• WHAT IS REQUIRED: Restate word for word every line from the top of the data below down through the line that holds "use clap::Subcommand;".

• DATA TO EXAMINE:
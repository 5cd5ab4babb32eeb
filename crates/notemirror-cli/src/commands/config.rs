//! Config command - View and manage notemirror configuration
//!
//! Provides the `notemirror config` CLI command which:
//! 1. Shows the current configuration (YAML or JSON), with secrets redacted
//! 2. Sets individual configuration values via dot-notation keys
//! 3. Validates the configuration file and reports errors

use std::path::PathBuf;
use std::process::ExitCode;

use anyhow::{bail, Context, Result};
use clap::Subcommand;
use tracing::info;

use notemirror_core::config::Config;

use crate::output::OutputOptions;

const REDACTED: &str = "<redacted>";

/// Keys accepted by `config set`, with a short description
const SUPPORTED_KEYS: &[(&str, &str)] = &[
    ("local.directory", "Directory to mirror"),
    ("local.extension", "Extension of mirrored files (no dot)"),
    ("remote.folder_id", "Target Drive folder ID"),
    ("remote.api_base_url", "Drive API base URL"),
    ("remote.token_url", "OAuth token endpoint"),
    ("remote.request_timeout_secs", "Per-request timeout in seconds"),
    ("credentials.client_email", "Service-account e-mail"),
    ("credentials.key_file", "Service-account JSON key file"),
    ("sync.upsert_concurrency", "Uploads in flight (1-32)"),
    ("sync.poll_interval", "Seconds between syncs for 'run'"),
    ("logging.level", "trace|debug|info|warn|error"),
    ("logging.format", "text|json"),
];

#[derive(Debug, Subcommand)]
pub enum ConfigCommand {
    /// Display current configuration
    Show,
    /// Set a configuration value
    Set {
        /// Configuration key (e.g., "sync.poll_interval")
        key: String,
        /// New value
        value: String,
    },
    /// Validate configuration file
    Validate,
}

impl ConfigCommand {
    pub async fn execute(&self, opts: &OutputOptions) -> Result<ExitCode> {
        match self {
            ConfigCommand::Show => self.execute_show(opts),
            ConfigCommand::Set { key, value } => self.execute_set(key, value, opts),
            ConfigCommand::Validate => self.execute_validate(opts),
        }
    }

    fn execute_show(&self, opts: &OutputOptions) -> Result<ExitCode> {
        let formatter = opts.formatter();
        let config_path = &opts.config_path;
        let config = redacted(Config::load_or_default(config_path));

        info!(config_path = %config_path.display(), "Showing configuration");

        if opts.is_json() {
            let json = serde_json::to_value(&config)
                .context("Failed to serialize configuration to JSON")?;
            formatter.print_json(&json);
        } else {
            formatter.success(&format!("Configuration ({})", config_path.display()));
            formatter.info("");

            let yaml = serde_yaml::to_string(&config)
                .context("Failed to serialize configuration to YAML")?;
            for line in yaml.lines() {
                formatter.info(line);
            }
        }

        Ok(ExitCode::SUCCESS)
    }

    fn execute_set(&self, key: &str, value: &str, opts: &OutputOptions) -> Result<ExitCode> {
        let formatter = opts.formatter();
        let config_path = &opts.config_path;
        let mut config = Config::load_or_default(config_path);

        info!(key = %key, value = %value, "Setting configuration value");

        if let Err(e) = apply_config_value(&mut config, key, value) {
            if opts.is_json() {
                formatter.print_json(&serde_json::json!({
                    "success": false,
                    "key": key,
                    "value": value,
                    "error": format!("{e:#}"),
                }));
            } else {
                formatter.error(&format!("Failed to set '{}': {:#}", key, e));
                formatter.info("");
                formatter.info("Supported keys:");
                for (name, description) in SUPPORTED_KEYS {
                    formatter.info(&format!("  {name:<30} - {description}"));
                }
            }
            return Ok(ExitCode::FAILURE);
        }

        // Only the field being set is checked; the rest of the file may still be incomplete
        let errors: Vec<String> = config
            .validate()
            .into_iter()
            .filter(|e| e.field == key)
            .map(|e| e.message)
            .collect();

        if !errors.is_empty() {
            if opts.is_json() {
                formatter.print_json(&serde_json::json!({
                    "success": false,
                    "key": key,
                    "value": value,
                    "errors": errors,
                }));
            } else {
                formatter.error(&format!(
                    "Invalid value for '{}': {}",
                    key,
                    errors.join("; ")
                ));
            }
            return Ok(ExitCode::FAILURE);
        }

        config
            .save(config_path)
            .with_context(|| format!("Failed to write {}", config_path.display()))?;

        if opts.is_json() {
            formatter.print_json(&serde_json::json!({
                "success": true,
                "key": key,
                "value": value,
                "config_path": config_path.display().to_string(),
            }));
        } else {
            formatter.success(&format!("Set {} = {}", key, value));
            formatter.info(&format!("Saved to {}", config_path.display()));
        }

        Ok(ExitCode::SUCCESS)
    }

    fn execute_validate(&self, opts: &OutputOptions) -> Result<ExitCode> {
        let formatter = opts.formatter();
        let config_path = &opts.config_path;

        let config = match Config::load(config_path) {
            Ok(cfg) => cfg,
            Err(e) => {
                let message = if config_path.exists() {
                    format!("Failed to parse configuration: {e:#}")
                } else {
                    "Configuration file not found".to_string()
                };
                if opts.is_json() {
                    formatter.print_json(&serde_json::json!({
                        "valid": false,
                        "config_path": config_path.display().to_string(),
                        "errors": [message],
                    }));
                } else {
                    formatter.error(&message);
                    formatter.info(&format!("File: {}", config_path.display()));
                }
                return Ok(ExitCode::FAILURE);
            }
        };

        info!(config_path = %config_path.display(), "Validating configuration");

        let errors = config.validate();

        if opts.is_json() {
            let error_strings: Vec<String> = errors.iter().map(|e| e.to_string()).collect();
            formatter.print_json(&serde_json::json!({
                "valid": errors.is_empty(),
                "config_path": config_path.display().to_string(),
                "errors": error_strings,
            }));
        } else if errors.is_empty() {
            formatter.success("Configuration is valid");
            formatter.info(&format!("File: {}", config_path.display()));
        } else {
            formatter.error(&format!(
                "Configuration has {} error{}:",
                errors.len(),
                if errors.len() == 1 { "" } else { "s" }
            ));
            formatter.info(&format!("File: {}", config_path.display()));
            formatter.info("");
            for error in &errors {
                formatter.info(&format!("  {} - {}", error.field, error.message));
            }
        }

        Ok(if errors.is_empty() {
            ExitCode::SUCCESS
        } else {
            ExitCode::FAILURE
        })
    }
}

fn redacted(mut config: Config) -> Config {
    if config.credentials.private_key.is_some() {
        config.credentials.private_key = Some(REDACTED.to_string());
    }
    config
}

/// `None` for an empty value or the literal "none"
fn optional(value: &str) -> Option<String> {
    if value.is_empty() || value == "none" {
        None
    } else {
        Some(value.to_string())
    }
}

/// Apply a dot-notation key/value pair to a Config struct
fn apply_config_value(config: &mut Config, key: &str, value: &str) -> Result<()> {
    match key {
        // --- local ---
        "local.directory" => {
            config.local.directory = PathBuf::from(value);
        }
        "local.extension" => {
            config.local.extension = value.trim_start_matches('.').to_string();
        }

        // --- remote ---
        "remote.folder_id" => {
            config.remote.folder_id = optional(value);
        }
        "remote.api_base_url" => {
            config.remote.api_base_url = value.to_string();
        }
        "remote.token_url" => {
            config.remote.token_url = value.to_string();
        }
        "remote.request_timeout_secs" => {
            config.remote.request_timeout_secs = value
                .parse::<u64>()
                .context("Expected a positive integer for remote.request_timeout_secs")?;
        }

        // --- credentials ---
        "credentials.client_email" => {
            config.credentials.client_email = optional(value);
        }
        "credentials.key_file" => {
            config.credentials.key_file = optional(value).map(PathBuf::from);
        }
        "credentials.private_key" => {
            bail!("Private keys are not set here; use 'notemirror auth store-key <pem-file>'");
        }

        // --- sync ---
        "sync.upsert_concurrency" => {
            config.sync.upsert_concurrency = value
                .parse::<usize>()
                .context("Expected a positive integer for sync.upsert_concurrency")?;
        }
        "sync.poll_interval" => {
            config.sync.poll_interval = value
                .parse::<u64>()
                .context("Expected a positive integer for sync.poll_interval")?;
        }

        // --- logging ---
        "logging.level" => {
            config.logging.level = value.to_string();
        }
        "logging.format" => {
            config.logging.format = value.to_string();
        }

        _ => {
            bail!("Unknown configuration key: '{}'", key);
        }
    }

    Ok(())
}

• ANSWER SECTION:
repository 5cd5ab4babb32eeb
filename crates/notemirror-cli/src/commands/config.rs
//! Config command - View and manage notemirror configuration
//!
//! Provides the `notemirror config` CLI command which:
//! 1. Shows the current configuration (YAML or JSON), with secrets redacted
//! 2. Sets individual configuration values via dot-notation keys
//! 3. Validates the configuration file and reports errors

use std::path::PathBuf;
use std::process::ExitCode;

use anyhow::{bail, Context, Result};
use clap::Subcommand;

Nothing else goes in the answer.